Come spesso accade nella notte insonne il protagonista del salmo incomincia a fare il confronto con anni felici passati, quando componeva salmi che erano un canto di gioia. E sorge la terribile domanda: «Forse il Signore... non sarà mai più benevolo con noi?» Dio forse non ha più quella venerazione speciale, quella pietà, per l'uomo creato a sua immagine?
E conclude con l'unica esplicita bestemmia che troviamo nella Bibbia: dichiara che Dio non è Dio. Se Dio, come l'uomo, muta, cioè viene meno all'alleanza, allora non è Dio.
Quest'uomo ricorda, del passato, solo gli aspetti piacevoli. E ritiene che Dio debba continuare a consolarlo come negli anni passati: potremmo dire che è un figlio di Dio un po' mammone. Dio però non ci promette la salvezza in questa vita ma nell'altra (come ha detto la Vergine a bambini di Fatima).
Come in altri salmi lo sguardo si allarga a tutto Israele raccontando i prodigi tramandati dal passato. Questo è già un principio di guarigione: il pensiero sta provando a considerare anche fatti che non riguardano il salmista direttamente. Il ragionamento poi continua: il popolo di Dio è stato prigioniero ed è stato poi riscattato, dunque anche per Israele le cose non vanno sempre bene e non vanno sempre male. Inoltre la liberazione non è avvenuta in modo tranquillo ma attraverso tuoni e saette. Anche gli eventi di Israele che consideriamo felici (il passaggio del Mar Rosso) sono avvenuti in mezzo al tremore e alla paura.
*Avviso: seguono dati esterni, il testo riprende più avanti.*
// ============================================================
// Layer 5 — Training Loop
// ============================================================
// Mini-batch Adam over the windowed examples.
//
//   split 95 % / 5 % once (seeded shuffle)
//   for epoch in 1..=epochs:
//       reshuffle training order
//       for each batch: forward → cross-entropy → backward → Adam step
//       evaluate the held-out 5 % on the inner backend (no dropout)
//       checkpoint(report)        ← persistence hook, never aborts
//       yield to other threads
//
// Training runs on TrainBackend (Autodiff<…>); `model.valid()`
// hands back the same weights on InferBackend for evaluation and
// for promotion into the inference slot.

use burn::{
    module::AutodiffModule,
    optim::{AdamConfig, GradientsParams, Optimizer},
    prelude::*,
};
use rand::rngs::StdRng;
use rand::seq::SliceRandom;
use rand::SeedableRng;

use crate::data::batcher::WindowBatcher;
use crate::data::splitter::split_train_val;
use crate::data::windowing::Example;
use crate::domain::errors::{CoreError, CoreResult};
use crate::ml::model::{CharRnn, CharRnnConfig};
use crate::ml::{default_device, InferBackend, TrainBackend};

/// Optimisation settings for one run.
#[derive(Debug, Clone)]
pub struct TrainingPlan {
    pub epochs:              usize,
    pub batch_size:          usize,
    pub learning_rate:       f64,
    pub validation_fraction: f64,
    /// Fixed seed for the split and the shuffles; `None` draws from entropy.
    pub seed:                Option<u64>,
}

/// Metrics for one completed epoch.
#[derive(Debug, Clone, Copy, PartialEq)]
pub struct EpochReport {
    /// 1-based.
    pub epoch:        usize,
    pub total_epochs: usize,
    /// Mean training cross-entropy over the epoch.
    pub loss:         f64,
    /// Fraction of training windows whose argmax matched the target.
    pub accuracy:     f64,
    pub val_loss:     Option<f64>,
    pub val_accuracy: Option<f64>,
}

/// Result of a finished run.
pub struct TrainedModel {
    pub model:       CharRnn<InferBackend>,
    pub last_report: Option<EpochReport>,
}

pub fn run_training(
    config:     &CharRnnConfig,
    plan:       &TrainingPlan,
    examples:   Vec<Example>,
    checkpoint: &mut dyn FnMut(&EpochReport),
) -> CoreResult<TrainedModel> {
    let device = default_device();
    tracing::debug!("Training on device: {:?}", device);

    let mut rng = match plan.seed {
        Some(seed) => StdRng::seed_from_u64(seed),
        None       => StdRng::from_entropy(),
    };

    let (train_set, val_set) =
        split_train_val(examples, 1.0 - plan.validation_fraction, &mut rng);
    if train_set.is_empty() {
        return Err(CoreError::InsufficientData(
            "no training windows left after the validation split".into(),
        ));
    }
    tracing::info!(
        "Training on {} windows, validating on {} (batch_size={})",
        train_set.len(),
        val_set.len(),
        plan.batch_size
    );

    // ── Build model + Adam ────────────────────────────────────────────────────
    let mut model: CharRnn<TrainBackend> = config.init(&device);
    let mut optim = AdamConfig::new().with_epsilon(1e-7).init();

    let train_batcher = WindowBatcher::<TrainBackend>::new(device.clone());
    let val_batcher   = WindowBatcher::<InferBackend>::new(device.clone());

    let batch_size = plan.batch_size.max(1);
    let mut order: Vec<usize> = (0..train_set.len()).collect();
    let mut last_report = None;

    // ── Epoch loop ────────────────────────────────────────────────────────────
    for epoch in 1..=plan.epochs {
        order.shuffle(&mut rng);

        let mut loss_sum = 0.0f64;
        let mut correct  = 0usize;
        let mut seen     = 0usize;

        for chunk in order.chunks(batch_size) {
            let items: Vec<&Example> = chunk.iter().map(|&i| &train_set[i]).collect();
            let batch = train_batcher.batch(&items);

            let (loss, logits) = model.forward_loss(batch.windows, batch.targets.clone());
            let loss_val: f64  = loss.clone().into_scalar().elem::<f64>();
            if !loss_val.is_finite() {
                return Err(CoreError::NumericalInstability { epoch, loss: loss_val });
            }

            loss_sum += loss_val * items.len() as f64;
            correct  += count_correct(logits, batch.targets);
            seen     += items.len();

            let grads = loss.backward();
            let grads = GradientsParams::from_grads(grads, &model);
            model = optim.step(plan.learning_rate, model, grads);
        }

        let (val_loss, val_accuracy) = evaluate(&model.valid(), &val_set, &val_batcher, batch_size);

        let report = EpochReport {
            epoch,
            total_epochs: plan.epochs,
            loss:         loss_sum / seen.max(1) as f64,
            accuracy:     correct as f64 / seen.max(1) as f64,
            val_loss,
            val_accuracy,
        };

        tracing::info!(
            "Epoch {:>3}/{} | loss={:.4} | acc={:.2}% | val_loss={} | val_acc={}",
            report.epoch,
            report.total_epochs,
            report.loss,
            report.accuracy * 100.0,
            val_loss.map(|v| format!("{v:.4}")).unwrap_or_else(|| "-".into()),
            val_accuracy.map(|v| format!("{:.2}%", v * 100.0)).unwrap_or_else(|| "-".into()),
        );

        checkpoint(&report);
        last_report = Some(report);

        std::thread::yield_now();
    }

    Ok(TrainedModel { model: model.valid(), last_report })
}

/// Mean loss and accuracy on the held-out set; `None` when it is empty.
fn evaluate(
    model:      &CharRnn<InferBackend>,
    val_set:    &[Example],
    batcher:    &WindowBatcher<InferBackend>,
    batch_size: usize,
) -> (Option<f64>, Option<f64>) {
    if val_set.is_empty() {
        return (None, None);
    }

    let mut loss_sum = 0.0f64;
    let mut correct  = 0usize;

    for chunk in val_set.chunks(batch_size) {
        let items: Vec<&Example> = chunk.iter().collect();
        let batch = batcher.batch(&items);
        let (loss, logits) = model.forward_loss(batch.windows, batch.targets.clone());
        loss_sum += loss.into_scalar().elem::<f64>() * items.len() as f64;
        correct  += count_correct(logits, batch.targets);
    }

    let n = val_set.len() as f64;
    (Some(loss_sum / n), Some(correct as f64 / n))
}

/// argmax(1) returns [batch, 1]; flatten to [batch] before comparing.
fn count_correct<B: Backend>(logits: Tensor<B, 2>, targets: Tensor<B, 1, Int>) -> usize {
    let predicted = logits.argmax(1).flatten::<1>(0, 1);
    predicted
        .equal(targets)
        .int()
        .sum()
        .into_scalar()
        .elem::<i64>() as usize
}

// ─── Unit Tests ───────────────────────────────────────────────────────────────
#[cfg(test)]
mod tests {
    use super::*;
    use crate::data::windowing::make_examples;
    use crate::domain::vocabulary::Vocabulary;

    fn tiny(vocab: usize) -> CharRnnConfig {
        CharRnnConfig::for_vocab(vocab)
            .with_seq_length(8)
            .with_embedding_dim(6)
            .with_hidden_units(8)
            .with_ffn_units(16)
    }

    fn plan(epochs: usize) -> TrainingPlan {
        TrainingPlan {
            epochs,
            batch_size:          16,
            learning_rate:       0.01,
            validation_fraction: 0.05,
            seed:                Some(42),
        }
    }

    #[test]
    fn test_reports_every_epoch() {
        let text  = "abcabcabcabcabcabc".repeat(10);
        let vocab = Vocabulary::build(&text);
        let ex    = make_examples(&vocab.encode(&text), 8, 1).unwrap();

        let mut reports = Vec::new();
        let trained = run_training(&tiny(vocab.len()), &plan(3), ex, &mut |r| reports.push(*r)).unwrap();

        assert_eq!(reports.iter().map(|r| r.epoch).collect::<Vec<_>>(), vec![1, 2, 3]);
        assert!(reports.iter().all(|r| r.loss >= 0.0 && (0.0..=1.0).contains(&r.accuracy)));
        assert!(reports.iter().all(|r| r.val_loss.is_some()));
        assert_eq!(trained.last_report, reports.last().copied());
    }

    #[test]
    fn test_learns_a_periodic_sequence() {
        let text  = "abcd".repeat(60);
        let vocab = Vocabulary::build(&text);
        let ex    = make_examples(&vocab.encode(&text), 8, 1).unwrap();

        let mut reports = Vec::new();
        run_training(&tiny(vocab.len()), &plan(15), ex, &mut |r| reports.push(*r)).unwrap();

        let first = reports.first().unwrap().loss;
        let last  = reports.last().unwrap().loss;
        assert!(last < first, "loss did not decrease: {first} → {last}");
    }

    #[test]
    fn test_no_examples_is_insufficient() {
        let result = run_training(&tiny(3), &plan(1), Vec::new(), &mut |_| {});
        assert!(matches!(result, Err(CoreError::InsufficientData(_))));
    }
}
Di più: Dio stesso passò nel Mar Rosso ma le sue orme non furono riconosciute cioè la sua presenza non era immediatamente visibile. Non possiamo essere sicuri di sapere in che modo Dio opera e quale via prende: agisce sia quando le cose ci vanno bene sia quando ci vanno male e le sue tracce per noi sono invisibili. Le sue vie non sono le nostre vie, dunque non dobbiamo cadere nella illusione che Dio si manifesti solo nel successo dei nostri desideri, per quanto buoni e santi essi siano.
Esiste nella nostra vita anche il rischio di fissarci nell'errore opposto rispetto a quello di questo salmista, di credere cioè che Dio sia presente solo quando le cose vanno male: espressioni come "giudizi di Dio" sono spesso fuorvianti.
Il passato non va idealizzato come se fosse stato o tutto felice o tutto triste e analogamente il presente non va idealizzato (a rovescio): o tutto triste o tutto felice.
Il nodo dell'angoscia del salmista era la memoria, focalizzata sul felice passato e sul doloroso presente. Ma la stessa memoria, guidata da un cuore onesto, diventa lo strumento per superare lo stallo e smettere di pensare solo a sé.
Il salmo appare come troncato, come se lasciasse a noi di applicare la conclusione alle nostre vicende particolari come a dire: chi vuol capire capisca.
La fine del ghetto di Varsavia. L'Olocausto ha rappresentato una prova tremenda per tutto il popolo ebreo. «È forse cessato per sempre il suo amore, è finita la sua promessa per sempre?»